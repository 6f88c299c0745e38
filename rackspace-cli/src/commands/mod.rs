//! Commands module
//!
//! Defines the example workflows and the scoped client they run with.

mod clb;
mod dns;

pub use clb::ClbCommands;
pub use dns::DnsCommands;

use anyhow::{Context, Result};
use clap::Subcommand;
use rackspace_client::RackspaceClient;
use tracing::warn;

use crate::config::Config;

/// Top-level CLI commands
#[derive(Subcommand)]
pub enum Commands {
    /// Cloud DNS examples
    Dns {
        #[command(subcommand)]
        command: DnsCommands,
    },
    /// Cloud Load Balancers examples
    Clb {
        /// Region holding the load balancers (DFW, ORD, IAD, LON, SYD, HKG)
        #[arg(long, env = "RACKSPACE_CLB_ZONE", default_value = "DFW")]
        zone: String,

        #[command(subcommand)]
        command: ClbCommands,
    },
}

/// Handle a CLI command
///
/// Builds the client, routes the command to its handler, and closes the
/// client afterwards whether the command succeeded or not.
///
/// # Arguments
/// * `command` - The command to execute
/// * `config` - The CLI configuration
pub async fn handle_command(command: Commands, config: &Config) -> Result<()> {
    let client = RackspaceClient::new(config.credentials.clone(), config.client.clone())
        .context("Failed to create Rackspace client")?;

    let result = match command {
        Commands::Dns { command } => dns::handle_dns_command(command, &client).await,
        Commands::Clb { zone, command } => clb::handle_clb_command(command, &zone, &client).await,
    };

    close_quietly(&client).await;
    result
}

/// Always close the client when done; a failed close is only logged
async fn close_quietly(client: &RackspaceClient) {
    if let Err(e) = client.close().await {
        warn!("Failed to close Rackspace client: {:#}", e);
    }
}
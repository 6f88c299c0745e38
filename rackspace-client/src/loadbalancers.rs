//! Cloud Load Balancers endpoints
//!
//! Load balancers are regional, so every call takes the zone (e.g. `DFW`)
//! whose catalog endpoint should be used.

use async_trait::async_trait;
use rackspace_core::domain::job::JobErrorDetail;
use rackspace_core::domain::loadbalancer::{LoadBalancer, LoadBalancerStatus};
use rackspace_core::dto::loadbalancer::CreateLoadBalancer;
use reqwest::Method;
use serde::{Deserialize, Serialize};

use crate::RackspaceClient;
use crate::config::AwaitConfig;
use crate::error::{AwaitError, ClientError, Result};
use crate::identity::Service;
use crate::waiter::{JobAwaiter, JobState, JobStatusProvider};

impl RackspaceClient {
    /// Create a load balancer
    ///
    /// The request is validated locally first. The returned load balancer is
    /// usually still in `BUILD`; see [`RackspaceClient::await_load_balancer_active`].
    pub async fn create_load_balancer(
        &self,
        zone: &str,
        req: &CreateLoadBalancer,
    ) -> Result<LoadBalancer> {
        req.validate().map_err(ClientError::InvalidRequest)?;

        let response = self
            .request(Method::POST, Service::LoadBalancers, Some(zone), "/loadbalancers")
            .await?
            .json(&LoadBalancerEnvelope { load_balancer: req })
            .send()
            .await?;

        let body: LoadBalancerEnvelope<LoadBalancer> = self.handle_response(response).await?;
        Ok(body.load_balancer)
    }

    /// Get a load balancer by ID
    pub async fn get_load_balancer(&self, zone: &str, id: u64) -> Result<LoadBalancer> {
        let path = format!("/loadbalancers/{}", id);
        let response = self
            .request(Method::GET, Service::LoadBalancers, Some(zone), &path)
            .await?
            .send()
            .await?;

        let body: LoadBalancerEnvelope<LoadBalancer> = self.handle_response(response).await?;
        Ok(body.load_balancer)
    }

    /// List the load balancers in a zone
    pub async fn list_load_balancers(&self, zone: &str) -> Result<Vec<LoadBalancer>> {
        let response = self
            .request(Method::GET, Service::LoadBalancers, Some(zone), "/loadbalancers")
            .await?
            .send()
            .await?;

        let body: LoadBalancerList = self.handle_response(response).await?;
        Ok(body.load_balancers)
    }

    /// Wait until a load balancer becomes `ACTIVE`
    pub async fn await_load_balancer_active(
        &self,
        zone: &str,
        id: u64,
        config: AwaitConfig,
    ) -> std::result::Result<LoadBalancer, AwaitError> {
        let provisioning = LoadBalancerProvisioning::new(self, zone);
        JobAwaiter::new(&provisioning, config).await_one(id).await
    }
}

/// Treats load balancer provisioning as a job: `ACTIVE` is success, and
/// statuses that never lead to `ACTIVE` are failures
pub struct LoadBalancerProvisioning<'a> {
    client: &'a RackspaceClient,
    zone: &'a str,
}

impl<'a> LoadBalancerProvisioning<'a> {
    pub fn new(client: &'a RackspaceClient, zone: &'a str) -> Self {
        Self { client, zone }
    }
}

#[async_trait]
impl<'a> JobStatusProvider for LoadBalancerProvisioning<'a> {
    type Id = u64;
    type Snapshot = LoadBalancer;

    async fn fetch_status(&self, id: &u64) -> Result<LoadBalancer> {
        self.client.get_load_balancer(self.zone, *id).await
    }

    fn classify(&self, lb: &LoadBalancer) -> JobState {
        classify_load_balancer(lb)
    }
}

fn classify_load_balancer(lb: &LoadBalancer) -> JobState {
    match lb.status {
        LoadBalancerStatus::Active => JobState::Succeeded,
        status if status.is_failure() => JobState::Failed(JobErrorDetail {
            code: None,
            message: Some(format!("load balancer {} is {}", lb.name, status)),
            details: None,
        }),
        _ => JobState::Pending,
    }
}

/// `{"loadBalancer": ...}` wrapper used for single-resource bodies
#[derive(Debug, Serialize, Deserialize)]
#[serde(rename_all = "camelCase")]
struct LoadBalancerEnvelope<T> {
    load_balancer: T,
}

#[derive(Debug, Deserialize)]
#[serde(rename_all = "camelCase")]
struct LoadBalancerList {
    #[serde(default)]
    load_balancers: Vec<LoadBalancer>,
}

——

Having output the line that contains "The CLI configuration", stop. Every line before it, back to the first line of the data, must be reproduced exactly.

**Finished exercise**
repository 6f88c299c0745e38
filename rackspace-cli/src/commands/mod.rs
//! Commands module
//!
//! Defines the example workflows and the scoped client they run with.

mod clb;
mod dns;

pub use clb::ClbCommands;
pub use dns::DnsCommands;

use anyhow::{Context, Result};
use clap::Subcommand;
use rackspace_client::RackspaceClient;
use tracing::warn;

use crate::config::Config;

/// Top-level CLI commands
#[derive(Subcommand)]
pub enum Commands {
    /// Cloud DNS examples
    Dns {
        #[command(subcommand)]
        command: DnsCommands,
    },
    /// Cloud Load Balancers examples
    Clb {
        /// Region holding the load balancers (DFW, ORD, IAD, LON, SYD, HKG)
        #[arg(long, env = "RACKSPACE_CLB_ZONE", default_value = "DFW")]
        zone: String,

        #[command(subcommand)]
        command: ClbCommands,
    },
}

/// Handle a CLI command
///
/// Builds the client, routes the command to its handler, and closes the
/// client afterwards whether the command succeeded or not.
///
/// # Arguments
/// * `command` - The command to execute
/// * `config` - The CLI configuration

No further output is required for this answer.